What you will do — The word "Mutex" marks the lines to keep; find each one in the data and copy it.

Source material —
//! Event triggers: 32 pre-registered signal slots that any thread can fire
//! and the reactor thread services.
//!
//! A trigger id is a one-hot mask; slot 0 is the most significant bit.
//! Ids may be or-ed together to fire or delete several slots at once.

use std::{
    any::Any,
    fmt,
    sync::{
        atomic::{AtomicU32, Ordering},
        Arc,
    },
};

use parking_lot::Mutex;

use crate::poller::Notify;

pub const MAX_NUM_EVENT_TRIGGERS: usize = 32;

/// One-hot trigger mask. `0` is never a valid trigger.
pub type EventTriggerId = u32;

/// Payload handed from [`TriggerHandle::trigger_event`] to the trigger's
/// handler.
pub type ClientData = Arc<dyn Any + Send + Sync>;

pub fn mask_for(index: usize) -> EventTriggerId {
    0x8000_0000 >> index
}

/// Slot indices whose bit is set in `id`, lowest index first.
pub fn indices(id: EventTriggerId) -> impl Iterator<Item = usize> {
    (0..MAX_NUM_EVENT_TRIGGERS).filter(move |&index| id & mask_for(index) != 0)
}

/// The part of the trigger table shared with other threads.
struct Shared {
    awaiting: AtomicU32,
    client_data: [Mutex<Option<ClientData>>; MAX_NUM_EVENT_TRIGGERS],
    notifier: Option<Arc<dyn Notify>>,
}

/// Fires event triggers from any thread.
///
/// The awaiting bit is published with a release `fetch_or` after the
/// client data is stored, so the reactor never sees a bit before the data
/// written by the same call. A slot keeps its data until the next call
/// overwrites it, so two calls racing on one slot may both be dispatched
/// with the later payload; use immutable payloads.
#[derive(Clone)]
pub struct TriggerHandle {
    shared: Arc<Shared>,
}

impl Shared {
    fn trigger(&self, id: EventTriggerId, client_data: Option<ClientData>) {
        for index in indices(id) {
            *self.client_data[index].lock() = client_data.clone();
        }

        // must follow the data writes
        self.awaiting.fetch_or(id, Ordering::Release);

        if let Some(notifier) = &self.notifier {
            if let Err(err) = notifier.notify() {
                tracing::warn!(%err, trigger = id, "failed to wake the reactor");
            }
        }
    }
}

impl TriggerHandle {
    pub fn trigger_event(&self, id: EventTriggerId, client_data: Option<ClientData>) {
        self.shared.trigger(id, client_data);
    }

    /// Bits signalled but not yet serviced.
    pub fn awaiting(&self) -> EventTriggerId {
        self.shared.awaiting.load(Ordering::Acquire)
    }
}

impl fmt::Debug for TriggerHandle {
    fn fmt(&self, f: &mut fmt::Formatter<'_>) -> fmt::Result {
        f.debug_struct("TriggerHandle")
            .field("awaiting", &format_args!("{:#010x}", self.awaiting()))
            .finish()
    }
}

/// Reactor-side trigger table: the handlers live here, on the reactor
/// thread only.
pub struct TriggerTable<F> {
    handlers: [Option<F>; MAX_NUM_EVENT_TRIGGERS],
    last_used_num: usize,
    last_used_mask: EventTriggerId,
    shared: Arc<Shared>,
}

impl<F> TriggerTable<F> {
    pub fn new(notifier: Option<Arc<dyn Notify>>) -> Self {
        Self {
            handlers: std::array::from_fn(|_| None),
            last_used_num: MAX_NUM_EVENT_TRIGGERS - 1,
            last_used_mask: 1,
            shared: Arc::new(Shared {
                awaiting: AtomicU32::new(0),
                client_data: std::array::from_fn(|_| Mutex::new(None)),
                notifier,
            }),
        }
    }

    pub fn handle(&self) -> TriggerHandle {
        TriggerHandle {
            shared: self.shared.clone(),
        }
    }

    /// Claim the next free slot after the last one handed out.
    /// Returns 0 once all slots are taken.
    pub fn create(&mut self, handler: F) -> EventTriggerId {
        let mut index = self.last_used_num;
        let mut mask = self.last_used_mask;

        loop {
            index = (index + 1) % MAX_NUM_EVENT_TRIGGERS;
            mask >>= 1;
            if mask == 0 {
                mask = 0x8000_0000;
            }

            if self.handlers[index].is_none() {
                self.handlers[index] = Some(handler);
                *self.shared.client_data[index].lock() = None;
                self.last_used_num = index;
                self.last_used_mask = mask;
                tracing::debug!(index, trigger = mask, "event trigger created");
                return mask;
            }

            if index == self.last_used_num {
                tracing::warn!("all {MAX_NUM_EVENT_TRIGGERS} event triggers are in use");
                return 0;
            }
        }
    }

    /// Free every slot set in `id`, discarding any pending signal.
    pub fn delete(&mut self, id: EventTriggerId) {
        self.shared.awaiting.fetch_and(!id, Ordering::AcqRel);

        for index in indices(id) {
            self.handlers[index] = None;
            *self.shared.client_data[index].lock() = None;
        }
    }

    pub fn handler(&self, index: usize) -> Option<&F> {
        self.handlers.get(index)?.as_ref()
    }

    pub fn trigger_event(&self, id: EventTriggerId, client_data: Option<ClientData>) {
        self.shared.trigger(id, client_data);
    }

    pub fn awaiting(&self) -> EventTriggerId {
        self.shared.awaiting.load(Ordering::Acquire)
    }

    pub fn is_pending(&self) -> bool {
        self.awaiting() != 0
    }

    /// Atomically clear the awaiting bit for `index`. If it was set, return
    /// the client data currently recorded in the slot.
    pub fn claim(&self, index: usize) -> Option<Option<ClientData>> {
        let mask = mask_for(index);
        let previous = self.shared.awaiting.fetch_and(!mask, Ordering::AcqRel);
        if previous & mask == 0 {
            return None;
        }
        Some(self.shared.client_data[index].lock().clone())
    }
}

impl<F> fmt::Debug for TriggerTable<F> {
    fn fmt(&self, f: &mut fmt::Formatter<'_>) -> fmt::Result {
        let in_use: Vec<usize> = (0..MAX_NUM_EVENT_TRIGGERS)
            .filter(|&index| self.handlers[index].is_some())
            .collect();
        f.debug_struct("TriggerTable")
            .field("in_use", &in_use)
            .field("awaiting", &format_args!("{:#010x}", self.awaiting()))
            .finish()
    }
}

Expected answer —
use parking_lot::Mutex;
    client_data: [Mutex<Option<ClientData>>; MAX_NUM_EVENT_TRIGGERS],
                client_data: std::array::from_fn(|_| Mutex::new(None)),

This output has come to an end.